Stored items:
§ §

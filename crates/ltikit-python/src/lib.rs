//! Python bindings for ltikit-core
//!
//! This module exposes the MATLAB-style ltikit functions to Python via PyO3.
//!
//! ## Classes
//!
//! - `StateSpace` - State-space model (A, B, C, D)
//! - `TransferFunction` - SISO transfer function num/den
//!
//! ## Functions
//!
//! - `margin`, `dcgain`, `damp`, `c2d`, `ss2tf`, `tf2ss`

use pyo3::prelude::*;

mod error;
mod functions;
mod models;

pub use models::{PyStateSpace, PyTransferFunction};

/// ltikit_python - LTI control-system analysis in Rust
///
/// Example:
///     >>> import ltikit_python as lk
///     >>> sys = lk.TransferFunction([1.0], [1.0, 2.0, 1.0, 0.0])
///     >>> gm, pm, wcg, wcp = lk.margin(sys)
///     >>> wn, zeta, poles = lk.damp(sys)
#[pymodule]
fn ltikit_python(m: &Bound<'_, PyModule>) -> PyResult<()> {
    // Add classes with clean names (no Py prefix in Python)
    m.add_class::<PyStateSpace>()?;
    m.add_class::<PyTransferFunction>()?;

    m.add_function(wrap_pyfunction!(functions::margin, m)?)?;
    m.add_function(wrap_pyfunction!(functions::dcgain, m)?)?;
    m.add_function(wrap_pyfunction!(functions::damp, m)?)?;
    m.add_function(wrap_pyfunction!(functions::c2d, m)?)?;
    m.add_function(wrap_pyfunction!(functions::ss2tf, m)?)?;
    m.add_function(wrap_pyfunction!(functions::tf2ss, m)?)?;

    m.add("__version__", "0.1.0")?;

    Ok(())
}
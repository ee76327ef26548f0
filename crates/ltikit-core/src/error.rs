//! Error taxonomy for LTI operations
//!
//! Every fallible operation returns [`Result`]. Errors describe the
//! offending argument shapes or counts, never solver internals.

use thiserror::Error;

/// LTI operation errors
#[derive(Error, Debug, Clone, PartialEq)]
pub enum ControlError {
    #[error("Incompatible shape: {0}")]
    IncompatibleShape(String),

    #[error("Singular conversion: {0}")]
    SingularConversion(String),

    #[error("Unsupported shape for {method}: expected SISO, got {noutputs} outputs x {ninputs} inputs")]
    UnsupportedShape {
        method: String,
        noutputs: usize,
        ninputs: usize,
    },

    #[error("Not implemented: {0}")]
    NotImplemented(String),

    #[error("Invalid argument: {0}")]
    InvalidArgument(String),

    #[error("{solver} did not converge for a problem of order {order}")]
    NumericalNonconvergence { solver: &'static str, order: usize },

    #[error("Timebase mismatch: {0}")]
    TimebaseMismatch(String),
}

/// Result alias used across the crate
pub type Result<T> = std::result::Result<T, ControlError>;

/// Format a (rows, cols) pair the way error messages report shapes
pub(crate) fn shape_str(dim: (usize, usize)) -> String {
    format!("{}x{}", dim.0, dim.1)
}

§ §

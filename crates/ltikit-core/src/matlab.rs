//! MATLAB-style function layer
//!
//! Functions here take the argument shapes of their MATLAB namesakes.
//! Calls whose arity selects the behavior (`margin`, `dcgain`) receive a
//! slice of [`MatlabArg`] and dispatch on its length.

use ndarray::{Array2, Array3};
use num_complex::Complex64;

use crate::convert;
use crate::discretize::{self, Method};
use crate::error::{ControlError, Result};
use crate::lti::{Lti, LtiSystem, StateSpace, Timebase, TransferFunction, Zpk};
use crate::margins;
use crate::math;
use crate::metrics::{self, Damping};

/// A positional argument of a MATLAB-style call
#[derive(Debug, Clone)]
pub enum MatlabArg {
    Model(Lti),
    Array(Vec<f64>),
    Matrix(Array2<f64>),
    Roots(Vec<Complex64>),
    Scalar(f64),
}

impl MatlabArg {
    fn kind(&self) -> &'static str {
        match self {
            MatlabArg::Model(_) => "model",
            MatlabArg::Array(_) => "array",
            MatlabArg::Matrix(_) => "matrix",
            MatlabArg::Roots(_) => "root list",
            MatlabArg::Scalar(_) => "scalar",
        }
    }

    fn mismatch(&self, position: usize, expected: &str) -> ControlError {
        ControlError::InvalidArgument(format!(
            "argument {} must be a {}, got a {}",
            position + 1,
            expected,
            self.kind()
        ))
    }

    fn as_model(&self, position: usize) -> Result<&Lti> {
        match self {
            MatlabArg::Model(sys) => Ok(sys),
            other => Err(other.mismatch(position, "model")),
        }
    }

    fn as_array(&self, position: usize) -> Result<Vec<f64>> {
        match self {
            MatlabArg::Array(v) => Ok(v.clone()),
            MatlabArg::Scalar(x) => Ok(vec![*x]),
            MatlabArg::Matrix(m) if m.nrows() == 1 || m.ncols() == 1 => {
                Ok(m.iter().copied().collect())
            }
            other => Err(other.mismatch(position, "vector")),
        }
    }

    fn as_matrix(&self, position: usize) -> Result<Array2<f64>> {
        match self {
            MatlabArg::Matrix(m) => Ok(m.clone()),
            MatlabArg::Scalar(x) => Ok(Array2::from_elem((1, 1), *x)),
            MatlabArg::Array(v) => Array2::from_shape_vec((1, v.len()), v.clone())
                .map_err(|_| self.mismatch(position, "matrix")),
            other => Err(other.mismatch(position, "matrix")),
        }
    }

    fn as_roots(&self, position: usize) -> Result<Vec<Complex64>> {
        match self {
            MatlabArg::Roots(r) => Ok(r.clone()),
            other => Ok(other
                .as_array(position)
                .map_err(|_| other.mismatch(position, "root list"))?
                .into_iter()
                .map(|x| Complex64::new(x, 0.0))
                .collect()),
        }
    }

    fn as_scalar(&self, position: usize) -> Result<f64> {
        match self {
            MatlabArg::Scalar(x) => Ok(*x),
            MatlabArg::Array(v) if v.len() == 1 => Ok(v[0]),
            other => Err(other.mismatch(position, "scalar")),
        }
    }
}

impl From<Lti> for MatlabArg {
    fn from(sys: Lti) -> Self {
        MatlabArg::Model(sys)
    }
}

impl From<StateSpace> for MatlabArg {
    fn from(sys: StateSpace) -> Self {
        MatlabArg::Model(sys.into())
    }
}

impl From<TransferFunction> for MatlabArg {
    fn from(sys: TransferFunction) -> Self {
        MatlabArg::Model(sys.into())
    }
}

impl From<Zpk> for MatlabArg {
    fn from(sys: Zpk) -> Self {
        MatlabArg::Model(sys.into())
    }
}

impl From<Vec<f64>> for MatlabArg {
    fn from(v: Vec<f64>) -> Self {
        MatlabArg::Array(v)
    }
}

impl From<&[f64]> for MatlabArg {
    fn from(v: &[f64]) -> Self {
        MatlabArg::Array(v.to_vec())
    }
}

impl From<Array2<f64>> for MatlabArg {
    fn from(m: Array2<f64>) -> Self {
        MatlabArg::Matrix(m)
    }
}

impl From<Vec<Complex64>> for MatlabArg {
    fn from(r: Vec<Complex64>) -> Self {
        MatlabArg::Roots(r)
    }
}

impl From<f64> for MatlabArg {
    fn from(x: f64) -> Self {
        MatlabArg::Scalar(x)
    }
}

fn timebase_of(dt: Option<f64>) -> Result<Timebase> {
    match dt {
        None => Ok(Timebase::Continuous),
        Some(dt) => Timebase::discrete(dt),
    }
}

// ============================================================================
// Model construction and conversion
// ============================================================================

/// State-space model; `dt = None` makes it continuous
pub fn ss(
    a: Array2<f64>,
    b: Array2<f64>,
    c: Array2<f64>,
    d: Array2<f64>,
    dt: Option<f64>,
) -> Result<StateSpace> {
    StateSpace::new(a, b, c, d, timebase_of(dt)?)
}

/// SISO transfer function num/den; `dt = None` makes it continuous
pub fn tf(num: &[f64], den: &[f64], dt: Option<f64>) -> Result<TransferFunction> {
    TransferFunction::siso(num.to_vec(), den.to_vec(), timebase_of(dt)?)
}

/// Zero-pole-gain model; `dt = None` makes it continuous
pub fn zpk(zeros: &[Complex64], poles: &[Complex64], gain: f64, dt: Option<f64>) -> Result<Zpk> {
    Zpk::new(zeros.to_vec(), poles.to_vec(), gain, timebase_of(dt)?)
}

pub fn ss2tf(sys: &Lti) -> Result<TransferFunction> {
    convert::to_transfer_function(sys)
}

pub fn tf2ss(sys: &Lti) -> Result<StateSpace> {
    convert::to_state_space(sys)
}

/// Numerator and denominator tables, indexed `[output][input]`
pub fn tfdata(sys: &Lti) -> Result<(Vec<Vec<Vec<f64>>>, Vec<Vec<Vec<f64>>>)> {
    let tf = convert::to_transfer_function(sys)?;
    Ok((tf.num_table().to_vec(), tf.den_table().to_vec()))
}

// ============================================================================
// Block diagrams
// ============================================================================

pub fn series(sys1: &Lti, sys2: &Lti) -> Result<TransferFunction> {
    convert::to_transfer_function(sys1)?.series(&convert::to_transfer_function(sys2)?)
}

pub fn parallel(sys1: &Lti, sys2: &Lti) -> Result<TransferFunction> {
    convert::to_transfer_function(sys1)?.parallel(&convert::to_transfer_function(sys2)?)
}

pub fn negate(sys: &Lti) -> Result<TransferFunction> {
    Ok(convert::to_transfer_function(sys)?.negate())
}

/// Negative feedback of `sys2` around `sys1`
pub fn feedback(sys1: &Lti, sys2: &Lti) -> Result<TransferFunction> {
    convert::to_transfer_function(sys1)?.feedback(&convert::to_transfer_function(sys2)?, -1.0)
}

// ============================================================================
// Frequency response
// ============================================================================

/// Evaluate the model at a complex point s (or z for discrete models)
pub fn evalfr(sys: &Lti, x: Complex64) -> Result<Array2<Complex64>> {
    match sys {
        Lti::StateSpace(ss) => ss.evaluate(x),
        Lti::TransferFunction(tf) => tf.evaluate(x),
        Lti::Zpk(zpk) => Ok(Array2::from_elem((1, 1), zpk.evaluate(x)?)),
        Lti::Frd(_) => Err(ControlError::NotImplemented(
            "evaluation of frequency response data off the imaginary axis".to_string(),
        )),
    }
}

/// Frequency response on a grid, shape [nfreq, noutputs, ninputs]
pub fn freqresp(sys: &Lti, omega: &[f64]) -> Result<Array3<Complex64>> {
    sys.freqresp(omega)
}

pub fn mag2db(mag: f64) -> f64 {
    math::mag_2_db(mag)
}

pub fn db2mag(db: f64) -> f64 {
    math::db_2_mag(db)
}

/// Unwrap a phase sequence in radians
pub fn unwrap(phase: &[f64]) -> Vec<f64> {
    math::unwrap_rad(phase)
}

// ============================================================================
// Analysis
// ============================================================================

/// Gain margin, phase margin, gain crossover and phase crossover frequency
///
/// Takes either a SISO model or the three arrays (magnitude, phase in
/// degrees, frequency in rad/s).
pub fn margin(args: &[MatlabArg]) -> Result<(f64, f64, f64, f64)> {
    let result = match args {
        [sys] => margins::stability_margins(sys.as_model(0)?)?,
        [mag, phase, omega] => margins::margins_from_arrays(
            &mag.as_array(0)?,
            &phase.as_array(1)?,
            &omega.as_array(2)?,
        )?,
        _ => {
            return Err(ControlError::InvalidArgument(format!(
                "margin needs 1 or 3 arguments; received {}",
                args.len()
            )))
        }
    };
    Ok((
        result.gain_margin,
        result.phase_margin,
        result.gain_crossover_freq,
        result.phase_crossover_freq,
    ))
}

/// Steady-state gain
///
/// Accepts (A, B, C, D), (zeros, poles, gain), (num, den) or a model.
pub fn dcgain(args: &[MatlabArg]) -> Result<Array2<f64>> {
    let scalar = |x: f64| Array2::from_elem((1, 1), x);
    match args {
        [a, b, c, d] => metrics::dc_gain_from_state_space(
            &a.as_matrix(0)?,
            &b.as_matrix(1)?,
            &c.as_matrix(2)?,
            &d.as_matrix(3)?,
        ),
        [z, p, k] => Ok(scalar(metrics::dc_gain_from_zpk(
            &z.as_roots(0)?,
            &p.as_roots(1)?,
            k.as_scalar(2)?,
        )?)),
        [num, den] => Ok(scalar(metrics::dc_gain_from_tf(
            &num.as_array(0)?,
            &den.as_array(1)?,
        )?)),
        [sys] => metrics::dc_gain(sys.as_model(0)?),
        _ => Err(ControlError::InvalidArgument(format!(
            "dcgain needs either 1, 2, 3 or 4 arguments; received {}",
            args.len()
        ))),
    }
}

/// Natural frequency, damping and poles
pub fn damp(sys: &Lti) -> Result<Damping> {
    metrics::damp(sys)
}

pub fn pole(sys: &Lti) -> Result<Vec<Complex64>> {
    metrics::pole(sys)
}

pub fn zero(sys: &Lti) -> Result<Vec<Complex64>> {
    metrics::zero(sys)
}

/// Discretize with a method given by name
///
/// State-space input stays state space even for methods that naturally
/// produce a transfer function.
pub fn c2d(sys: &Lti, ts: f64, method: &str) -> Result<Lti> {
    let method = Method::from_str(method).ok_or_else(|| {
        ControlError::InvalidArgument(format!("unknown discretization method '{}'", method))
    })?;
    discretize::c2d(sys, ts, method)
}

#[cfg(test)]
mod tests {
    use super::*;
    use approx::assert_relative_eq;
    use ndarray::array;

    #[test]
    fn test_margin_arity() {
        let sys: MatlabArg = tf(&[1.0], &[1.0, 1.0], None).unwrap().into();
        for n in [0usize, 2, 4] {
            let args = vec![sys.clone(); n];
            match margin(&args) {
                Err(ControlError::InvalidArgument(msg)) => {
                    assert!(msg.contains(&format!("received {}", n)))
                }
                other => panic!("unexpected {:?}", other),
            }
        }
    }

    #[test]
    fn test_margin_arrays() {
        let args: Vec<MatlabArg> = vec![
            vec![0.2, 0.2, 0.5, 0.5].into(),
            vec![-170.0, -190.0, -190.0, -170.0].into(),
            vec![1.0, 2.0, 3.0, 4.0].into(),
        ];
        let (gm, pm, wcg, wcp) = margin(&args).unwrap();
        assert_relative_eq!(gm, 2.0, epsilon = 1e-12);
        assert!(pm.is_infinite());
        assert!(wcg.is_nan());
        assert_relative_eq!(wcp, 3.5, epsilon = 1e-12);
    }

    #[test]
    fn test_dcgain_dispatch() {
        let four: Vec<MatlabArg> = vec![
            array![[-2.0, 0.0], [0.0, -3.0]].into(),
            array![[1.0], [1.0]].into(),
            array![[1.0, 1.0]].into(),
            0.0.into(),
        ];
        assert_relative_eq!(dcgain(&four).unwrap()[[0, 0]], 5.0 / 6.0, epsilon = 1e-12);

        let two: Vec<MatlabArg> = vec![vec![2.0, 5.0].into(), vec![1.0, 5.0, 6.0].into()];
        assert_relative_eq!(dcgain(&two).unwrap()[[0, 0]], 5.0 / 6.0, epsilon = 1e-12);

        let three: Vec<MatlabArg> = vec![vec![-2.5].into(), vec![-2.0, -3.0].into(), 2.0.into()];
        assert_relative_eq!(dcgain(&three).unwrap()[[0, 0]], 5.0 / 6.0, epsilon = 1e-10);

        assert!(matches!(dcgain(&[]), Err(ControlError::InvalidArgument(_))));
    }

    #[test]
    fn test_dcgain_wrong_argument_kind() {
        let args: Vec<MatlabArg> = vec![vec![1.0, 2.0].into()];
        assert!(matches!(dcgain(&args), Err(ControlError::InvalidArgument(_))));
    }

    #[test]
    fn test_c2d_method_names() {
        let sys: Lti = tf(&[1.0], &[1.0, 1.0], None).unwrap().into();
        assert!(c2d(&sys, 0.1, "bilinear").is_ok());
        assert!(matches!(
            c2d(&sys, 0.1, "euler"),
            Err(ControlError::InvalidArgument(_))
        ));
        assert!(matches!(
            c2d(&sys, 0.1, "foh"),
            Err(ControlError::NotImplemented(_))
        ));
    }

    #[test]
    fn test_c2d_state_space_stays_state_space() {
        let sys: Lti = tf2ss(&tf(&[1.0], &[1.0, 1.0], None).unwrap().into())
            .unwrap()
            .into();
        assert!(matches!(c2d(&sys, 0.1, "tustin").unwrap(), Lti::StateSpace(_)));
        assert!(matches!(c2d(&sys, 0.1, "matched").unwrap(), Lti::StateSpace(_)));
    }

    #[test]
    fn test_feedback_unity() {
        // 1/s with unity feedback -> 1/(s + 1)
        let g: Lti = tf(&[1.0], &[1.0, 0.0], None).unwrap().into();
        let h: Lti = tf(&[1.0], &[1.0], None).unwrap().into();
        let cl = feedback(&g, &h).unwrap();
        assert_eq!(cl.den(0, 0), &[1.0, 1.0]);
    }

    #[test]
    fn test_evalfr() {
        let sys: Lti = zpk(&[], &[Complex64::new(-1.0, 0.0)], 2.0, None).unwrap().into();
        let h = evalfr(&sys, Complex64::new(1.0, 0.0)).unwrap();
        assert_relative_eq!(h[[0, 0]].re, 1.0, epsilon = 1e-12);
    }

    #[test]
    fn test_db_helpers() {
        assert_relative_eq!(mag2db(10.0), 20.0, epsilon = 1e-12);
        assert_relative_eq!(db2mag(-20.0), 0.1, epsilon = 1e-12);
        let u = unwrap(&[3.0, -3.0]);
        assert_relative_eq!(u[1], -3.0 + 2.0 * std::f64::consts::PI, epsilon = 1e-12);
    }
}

§ §

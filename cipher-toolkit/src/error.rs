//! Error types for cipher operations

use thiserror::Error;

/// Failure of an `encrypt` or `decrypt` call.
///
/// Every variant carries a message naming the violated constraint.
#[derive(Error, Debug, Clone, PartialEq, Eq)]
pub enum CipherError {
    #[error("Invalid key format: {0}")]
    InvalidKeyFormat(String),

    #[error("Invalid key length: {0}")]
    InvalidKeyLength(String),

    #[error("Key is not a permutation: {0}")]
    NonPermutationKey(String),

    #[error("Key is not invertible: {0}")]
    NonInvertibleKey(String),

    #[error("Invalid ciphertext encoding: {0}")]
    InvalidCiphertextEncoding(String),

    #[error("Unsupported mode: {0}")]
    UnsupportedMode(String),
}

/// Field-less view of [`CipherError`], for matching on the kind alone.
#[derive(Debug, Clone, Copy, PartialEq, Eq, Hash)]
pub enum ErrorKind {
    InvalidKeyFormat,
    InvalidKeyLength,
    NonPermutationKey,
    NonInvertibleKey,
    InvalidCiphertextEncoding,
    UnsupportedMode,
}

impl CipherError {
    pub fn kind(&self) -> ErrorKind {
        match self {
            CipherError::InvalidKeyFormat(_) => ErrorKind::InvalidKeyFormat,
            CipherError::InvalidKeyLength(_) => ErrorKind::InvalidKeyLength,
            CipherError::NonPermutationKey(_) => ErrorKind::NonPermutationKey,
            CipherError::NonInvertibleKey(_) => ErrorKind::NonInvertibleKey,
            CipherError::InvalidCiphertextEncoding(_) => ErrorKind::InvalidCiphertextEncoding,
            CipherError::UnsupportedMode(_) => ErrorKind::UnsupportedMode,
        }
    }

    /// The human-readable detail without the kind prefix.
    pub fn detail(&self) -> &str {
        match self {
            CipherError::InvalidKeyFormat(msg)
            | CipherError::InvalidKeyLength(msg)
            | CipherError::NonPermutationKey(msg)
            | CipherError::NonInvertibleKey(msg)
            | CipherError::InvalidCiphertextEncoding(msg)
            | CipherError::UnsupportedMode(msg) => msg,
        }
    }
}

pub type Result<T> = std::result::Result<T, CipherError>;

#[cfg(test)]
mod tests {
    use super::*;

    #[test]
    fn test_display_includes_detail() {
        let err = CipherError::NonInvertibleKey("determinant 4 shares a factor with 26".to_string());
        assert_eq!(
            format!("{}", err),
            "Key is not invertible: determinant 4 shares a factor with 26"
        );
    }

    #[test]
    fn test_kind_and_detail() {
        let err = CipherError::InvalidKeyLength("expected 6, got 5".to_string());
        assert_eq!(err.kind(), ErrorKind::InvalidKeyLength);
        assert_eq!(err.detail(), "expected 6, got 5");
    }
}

§ §

**WORK TO BE COMPLETED:** Across all the records above, count the lines that contain "negate" and reply with only the number.

**TASK RESULT:** 2